Be warned though that sometimes a more detailed reference can lead a prospective new employer to suspect that an agreed settlement was negotiated by lawyers in relation to your previous employment and lead to them asking questions regarding the precise circumstances surrounding termination thereof.

9. NON BAD MOUTHING PROVISIONS

 Your settlement agreement will typically include a restriction preventing you from making any adverse or derogatory remarks about your employer or do anything to bring them into disrepute

We always recommend ensuring the agreement includes reciprocal non bad mouthing provisions on your employer that it will use reasonable endeavors to ensure that its employees and officers do not make any adverse or derogatory remark about you or do anything to bring you into disrepute also.

10. RESTRICTIVE COVENANTS AND GARDEN LEAVE

 Restrictive covenants (or post-termination restrictions as they are sometimes called) are often included in a settlement agreement. These provisions are either specifically drafted for the purposes of the settlement agreement or reference is included that you will continue to be bound by your existing restrictions contained in your contract of employment.

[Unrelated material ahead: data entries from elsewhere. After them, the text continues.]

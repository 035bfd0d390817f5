use std::fmt::{Display, Formatter, Result as FmtResult};
use std::str::FromStr;

/// Storage backend types
///
/// Selected once at startup from `STORAGE_BACKEND`; request handling never
/// branches on it.
#[derive(Debug, Clone, Copy, PartialEq, Eq, Default, serde::Serialize, serde::Deserialize)]
#[serde(rename_all = "lowercase")]
pub enum StorageBackend {
    /// Flat files under a configured assets root.
    #[default]
    Local,
    /// Process-lifetime table keyed by record. Not durable.
    Memory,
    /// Remote object store (S3 or compatible).
    S3,
}

impl FromStr for StorageBackend {
    type Err = anyhow::Error;

    fn from_str(s: &str) -> Result<Self, Self::Err> {
        match s.trim().to_lowercase().as_str() {
            "local" | "filesystem" => Ok(StorageBackend::Local),
            "memory" => Ok(StorageBackend::Memory),
            "s3" => Ok(StorageBackend::S3),
            _ => Err(anyhow::anyhow!("Invalid storage backend: {}", s)),
        }
    }
}

impl Display for StorageBackend {
    fn fmt(&self, f: &mut Formatter<'_>) -> FmtResult {
        match self {
            StorageBackend::Local => write!(f, "local"),
            StorageBackend::Memory => write!(f, "memory"),
            StorageBackend::S3 => write!(f, "s3"),
        }
    }
}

Such post termination restrictions are only ever enforceable to the extent that they are necessary to protect the legitimate business interests of the employer.

Post termination restrictions also need to be closely defined in terms of duration and scope if they are to be enforceable.

Typical restrictions include:

  • Non-competition;
  • Non solicitation of clients/ customers;
  • Non dealing with clients/customers;
  • Non solicitation of key employees; and
  • Non-interference with suppliers

No compete restrictions are particularly draconian preventing you from working for a competitor for a period of time post termination of your current employment, effectively therefore amounting as a fetter on your ability to obtain alternative employment. In this context you need to look at the amount of compensation on offer under the settlement agreement compared with any period of time during which you will be constrained.

As part of a negotiation on a settlement agreement we always endeavor on our clients’ behalf to get any problematic post termination restrictions removed if at all possible or if not the ambit of the restriction in terms of time and scope reduced.

Also the settlement agreement should state that any post termination restrictions your employer wants to hold you to should be reduced by any period for which you are on garden leave as such a period will effectively already constrain you from working/ dealing with customers, employees and suppliers. See below for more on garden leave.

Where you employer has acted towards you in a manner which could be said to be in breach of contract it may be possible to argue,  by virtue of this breach, that any post termination restrictions fall away and are no longer effective.

 Your settlement agreement may provide that you are placed on a period of what is commonly referred to as ‘garden leave’ until the end of your employment.

This effectively means you are not being required to attend your employer’s offices and you may be restricted in the contact that you can have with clients/other staff.

Most employees are perfectly content to be put on garden leave (subject to the length of garden leave required of them) as they will continue to receive full salary and accrue paid holiday entitlement for this period without having to work.

In such circumstances, you still need to remember that whilst you are not required to attend work you remain an employee and are still subject to your employer’s authority, instructions, policies and procedures. So for example, if you are asked to cooperate with them on providing information as part of a work handover you are still obliged to do so. Also if you decide you want to go on holiday you should book time off in the normal way and obtain approval first.

NEXT STEPS

If you have been offered a settlement agreement you need to take independent legal advice on the agreement before it can be considered legally binding. Your employer normally agrees to contribute a fixed amount towards your legal fees for obtaining that advice under the terms of the settlement agreement.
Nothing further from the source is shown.